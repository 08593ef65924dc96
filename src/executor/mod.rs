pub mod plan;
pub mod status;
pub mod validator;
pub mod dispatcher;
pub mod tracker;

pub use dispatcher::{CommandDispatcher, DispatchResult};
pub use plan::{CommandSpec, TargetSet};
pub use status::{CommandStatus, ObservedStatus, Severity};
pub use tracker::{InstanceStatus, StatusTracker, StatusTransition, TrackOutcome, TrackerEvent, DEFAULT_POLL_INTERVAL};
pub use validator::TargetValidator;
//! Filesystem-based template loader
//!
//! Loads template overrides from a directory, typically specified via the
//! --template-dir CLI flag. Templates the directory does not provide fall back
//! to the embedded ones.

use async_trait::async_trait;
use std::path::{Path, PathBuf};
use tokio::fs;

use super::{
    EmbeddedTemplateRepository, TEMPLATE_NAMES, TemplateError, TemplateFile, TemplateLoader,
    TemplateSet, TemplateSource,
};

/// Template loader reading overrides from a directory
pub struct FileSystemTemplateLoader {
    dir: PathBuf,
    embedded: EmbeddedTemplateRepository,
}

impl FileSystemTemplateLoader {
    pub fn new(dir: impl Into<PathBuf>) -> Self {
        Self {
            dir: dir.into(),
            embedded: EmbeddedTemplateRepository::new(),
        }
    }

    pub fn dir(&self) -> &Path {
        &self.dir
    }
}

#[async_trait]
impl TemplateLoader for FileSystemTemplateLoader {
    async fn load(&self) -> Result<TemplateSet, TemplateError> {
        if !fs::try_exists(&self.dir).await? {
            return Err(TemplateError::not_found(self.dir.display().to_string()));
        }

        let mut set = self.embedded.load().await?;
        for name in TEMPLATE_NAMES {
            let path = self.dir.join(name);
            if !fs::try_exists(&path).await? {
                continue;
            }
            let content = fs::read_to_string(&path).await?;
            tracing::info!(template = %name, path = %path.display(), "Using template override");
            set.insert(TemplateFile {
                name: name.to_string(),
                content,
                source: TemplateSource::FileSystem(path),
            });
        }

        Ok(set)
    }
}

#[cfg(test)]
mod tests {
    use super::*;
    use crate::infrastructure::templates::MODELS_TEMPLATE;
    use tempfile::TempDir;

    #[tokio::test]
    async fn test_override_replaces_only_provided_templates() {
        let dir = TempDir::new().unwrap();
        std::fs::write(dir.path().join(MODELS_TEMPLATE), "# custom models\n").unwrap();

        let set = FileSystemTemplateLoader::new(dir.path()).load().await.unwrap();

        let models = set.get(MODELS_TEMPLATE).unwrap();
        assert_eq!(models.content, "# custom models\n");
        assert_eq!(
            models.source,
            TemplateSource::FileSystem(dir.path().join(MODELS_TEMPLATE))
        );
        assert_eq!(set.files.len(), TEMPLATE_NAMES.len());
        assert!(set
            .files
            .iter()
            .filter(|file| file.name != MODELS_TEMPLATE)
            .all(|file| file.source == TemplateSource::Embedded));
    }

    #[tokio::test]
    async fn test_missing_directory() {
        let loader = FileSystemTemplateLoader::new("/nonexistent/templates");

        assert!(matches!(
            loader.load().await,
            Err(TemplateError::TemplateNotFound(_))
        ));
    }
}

+ + + + + + +

▶ [Try it] Where the listing above reaches the line that contains "pub mod validator;", start retyping, and finish with the line that contains "pub struct FileSystemTemplateLoader"; reproduce those lines exactly and no others.

▶ [Exercise answer]
pub mod validator;
pub mod dispatcher;
pub mod tracker;

pub use dispatcher::{CommandDispatcher, DispatchResult};
pub use plan::{CommandSpec, TargetSet};
pub use status::{CommandStatus, ObservedStatus, Severity};
pub use tracker::{InstanceStatus, StatusTracker, StatusTransition, TrackOutcome, TrackerEvent, DEFAULT_POLL_INTERVAL};
pub use validator::TargetValidator;
//! Filesystem-based template loader
//!
//! Loads template overrides from a directory, typically specified via the
//! --template-dir CLI flag. Templates the directory does not provide fall back
//! to the embedded ones.

use async_trait::async_trait;
use std::path::{Path, PathBuf};
use tokio::fs;

use super::{
    EmbeddedTemplateRepository, TEMPLATE_NAMES, TemplateError, TemplateFile, TemplateLoader,
    TemplateSet, TemplateSource,
};

/// Template loader reading overrides from a directory
pub struct FileSystemTemplateLoader {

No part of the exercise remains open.